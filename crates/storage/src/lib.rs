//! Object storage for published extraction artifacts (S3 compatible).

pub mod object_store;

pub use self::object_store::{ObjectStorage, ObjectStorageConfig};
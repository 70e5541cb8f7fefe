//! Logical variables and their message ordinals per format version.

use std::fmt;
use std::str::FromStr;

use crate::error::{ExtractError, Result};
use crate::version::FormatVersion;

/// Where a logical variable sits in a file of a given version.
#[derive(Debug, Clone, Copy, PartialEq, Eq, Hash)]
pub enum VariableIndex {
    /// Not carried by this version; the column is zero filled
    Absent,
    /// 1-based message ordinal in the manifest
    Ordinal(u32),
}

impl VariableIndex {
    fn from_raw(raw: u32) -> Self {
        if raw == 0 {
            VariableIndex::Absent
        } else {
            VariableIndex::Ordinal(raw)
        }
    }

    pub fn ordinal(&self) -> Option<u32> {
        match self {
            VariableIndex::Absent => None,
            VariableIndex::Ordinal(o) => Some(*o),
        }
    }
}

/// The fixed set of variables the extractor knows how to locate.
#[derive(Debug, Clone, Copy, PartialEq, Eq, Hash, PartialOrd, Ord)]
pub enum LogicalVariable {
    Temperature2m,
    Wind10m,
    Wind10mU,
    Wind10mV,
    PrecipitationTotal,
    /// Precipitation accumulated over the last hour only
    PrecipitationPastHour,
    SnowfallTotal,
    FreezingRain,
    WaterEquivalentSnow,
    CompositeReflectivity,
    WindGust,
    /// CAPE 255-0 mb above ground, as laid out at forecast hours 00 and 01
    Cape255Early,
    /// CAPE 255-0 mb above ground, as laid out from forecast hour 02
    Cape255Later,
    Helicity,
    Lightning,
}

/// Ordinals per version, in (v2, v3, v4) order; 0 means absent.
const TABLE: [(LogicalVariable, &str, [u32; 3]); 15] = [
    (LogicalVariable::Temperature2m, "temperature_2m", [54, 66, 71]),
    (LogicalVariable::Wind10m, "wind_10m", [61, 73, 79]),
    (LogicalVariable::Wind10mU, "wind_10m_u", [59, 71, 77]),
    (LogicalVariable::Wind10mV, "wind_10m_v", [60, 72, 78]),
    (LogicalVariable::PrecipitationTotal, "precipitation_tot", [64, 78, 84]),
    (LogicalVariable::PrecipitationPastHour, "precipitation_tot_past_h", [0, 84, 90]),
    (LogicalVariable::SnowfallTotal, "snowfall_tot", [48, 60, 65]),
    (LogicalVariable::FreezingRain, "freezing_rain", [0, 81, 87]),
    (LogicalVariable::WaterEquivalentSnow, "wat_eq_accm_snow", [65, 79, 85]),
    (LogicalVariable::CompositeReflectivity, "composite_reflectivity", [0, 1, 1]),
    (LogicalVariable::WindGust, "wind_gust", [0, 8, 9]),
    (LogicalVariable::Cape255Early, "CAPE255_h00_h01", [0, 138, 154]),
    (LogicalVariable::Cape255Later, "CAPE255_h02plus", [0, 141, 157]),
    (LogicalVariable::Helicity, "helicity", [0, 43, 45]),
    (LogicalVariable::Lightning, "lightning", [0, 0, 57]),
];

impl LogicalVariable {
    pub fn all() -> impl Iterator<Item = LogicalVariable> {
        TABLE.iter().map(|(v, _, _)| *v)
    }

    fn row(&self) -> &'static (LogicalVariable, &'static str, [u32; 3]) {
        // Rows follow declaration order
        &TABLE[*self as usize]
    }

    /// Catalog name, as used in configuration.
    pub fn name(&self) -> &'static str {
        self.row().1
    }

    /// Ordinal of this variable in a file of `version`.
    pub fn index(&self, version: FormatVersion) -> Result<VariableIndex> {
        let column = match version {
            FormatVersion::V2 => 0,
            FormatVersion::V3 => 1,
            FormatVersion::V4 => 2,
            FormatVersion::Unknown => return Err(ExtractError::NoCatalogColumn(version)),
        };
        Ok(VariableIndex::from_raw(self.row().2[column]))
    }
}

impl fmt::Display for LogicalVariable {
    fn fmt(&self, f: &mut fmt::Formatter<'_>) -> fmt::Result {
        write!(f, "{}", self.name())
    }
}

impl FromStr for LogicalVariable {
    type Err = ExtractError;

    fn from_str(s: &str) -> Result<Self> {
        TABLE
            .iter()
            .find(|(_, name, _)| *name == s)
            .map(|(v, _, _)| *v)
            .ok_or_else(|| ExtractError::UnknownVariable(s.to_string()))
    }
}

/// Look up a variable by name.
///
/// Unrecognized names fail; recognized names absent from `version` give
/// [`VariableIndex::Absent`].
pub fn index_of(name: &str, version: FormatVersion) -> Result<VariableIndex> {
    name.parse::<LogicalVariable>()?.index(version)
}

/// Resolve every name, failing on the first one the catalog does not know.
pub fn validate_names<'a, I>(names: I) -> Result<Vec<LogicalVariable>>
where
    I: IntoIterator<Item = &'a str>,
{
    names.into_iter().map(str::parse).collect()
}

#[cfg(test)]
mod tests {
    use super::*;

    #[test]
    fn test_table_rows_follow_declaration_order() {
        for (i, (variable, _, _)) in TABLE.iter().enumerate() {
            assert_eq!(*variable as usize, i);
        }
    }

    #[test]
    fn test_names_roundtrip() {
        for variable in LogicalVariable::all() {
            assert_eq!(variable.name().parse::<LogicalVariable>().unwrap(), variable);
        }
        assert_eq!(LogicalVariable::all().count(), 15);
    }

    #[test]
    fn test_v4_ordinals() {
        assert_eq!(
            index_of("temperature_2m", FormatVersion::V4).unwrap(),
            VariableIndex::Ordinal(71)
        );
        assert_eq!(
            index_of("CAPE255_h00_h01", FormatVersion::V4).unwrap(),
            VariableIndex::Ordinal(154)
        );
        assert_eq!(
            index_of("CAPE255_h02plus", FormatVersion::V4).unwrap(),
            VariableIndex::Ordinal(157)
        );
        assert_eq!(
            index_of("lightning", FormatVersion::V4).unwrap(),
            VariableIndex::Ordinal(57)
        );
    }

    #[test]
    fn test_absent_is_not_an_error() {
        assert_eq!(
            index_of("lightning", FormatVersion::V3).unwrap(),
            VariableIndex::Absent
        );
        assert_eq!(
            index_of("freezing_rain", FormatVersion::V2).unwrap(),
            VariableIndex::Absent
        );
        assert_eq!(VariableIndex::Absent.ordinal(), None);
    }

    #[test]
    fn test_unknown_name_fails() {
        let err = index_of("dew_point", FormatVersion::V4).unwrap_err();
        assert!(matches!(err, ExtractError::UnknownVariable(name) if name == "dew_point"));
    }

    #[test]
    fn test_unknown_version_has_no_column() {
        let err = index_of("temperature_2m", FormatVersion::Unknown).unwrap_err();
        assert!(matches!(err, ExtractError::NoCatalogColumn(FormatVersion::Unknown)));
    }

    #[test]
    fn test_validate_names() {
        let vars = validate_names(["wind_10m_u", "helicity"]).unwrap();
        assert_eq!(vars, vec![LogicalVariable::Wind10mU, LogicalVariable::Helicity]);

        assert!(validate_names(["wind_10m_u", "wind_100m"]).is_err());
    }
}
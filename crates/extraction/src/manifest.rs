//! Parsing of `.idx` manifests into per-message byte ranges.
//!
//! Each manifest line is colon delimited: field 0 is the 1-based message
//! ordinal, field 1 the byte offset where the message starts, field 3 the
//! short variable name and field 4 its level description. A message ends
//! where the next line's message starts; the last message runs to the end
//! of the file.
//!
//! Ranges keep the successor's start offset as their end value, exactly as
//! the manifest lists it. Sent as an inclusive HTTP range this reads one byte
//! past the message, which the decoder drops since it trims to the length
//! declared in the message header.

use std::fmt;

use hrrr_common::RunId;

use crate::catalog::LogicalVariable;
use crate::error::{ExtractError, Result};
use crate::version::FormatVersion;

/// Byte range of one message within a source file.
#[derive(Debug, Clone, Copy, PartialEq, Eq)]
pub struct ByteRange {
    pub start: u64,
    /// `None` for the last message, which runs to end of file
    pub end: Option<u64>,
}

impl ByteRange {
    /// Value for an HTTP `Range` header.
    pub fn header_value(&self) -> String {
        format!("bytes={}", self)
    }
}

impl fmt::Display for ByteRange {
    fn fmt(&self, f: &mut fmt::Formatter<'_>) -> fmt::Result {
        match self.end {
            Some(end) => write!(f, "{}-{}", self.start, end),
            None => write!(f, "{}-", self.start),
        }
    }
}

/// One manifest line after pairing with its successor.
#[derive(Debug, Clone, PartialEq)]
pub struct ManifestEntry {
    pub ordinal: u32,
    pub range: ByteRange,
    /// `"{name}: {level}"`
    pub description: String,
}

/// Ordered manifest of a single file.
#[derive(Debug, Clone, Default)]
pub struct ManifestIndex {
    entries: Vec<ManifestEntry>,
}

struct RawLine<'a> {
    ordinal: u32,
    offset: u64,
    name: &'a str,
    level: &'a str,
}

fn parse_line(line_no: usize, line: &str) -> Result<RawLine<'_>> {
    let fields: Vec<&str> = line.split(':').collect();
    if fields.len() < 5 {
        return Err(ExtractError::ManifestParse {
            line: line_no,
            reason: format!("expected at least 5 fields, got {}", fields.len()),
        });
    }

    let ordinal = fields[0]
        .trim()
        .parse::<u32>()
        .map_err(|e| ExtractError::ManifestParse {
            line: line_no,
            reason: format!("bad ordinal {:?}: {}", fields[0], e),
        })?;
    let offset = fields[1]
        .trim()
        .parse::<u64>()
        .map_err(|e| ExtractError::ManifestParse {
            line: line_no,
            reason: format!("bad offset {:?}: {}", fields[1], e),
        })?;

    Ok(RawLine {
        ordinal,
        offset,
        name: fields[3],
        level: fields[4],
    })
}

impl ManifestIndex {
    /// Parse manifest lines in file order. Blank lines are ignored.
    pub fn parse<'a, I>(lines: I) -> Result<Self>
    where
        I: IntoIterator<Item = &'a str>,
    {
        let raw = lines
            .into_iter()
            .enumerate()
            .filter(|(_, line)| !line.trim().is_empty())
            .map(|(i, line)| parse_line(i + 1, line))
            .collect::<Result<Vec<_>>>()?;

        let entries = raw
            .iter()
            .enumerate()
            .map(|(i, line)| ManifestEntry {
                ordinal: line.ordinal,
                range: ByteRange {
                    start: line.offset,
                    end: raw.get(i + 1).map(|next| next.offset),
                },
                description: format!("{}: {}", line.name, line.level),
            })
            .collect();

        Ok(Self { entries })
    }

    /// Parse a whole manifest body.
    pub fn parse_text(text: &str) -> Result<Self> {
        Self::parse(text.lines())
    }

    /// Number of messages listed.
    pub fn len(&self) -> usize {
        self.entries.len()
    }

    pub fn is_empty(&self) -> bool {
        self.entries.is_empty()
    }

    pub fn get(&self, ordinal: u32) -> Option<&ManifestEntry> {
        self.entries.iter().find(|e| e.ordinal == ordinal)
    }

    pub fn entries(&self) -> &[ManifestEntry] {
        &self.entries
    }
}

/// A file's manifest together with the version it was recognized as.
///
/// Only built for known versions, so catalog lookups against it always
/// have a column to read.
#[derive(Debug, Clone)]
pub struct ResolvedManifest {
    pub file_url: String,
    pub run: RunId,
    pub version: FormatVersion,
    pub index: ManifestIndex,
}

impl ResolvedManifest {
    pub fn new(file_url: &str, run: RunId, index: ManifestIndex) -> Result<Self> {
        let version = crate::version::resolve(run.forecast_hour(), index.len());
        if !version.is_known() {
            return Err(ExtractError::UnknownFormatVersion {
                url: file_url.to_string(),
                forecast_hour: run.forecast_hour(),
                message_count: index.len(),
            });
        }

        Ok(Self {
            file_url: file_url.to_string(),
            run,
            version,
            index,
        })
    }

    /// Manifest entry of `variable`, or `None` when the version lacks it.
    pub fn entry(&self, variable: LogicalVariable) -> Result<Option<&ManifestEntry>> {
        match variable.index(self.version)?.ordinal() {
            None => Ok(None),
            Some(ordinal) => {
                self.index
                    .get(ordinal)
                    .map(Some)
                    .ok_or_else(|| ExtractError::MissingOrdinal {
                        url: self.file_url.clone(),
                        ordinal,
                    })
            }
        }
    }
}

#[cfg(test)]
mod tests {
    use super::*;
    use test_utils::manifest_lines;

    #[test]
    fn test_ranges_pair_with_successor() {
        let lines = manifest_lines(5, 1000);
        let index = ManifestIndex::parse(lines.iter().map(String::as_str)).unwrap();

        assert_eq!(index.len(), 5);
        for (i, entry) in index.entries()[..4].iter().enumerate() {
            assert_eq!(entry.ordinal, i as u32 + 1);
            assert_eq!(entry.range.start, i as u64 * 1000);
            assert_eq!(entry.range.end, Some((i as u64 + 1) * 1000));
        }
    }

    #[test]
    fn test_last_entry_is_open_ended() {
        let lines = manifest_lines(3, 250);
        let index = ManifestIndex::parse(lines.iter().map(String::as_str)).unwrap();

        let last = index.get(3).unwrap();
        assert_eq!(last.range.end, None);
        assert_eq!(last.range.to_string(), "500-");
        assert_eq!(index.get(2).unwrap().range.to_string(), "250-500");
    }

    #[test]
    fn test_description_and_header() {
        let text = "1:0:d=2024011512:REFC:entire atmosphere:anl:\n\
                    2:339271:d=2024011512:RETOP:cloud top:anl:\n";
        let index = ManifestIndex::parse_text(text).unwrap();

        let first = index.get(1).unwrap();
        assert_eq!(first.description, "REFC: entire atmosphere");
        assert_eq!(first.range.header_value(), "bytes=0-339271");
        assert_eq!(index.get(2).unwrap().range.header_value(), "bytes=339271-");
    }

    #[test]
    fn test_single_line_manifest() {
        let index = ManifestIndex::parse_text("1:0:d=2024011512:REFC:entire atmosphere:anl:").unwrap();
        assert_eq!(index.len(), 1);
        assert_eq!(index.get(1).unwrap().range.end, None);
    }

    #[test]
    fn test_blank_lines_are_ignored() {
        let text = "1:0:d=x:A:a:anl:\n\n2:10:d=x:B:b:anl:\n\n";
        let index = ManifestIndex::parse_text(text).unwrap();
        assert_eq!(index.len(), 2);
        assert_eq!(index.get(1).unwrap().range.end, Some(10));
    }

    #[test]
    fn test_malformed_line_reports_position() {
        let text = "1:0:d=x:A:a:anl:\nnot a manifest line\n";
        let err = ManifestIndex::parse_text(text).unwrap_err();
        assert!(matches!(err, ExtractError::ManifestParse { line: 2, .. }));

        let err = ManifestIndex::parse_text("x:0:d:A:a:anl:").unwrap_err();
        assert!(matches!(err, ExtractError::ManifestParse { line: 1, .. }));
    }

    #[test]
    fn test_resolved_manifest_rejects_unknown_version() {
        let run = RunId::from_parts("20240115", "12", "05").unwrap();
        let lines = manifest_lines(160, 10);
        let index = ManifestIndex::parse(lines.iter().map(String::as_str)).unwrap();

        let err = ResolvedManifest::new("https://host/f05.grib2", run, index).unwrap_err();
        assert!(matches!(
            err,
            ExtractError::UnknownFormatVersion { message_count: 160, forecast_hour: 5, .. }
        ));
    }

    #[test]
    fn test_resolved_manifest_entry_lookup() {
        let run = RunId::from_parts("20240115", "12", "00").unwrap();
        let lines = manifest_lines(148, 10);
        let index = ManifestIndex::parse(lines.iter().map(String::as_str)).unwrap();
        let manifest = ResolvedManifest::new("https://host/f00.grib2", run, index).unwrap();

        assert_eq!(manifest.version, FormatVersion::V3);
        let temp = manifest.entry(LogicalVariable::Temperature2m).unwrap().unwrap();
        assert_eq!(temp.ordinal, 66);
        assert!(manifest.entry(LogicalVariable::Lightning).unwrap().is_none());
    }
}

▶ [What to do]:
Search the entries for the word "this" and gather every line where it appears.

▶ [Response]:
    /// Not carried by this version; the column is zero filled
    /// Ordinal of this variable in a file of `version`.
//! the manifest lists it. Sent as an inclusive HTTP range this reads one byte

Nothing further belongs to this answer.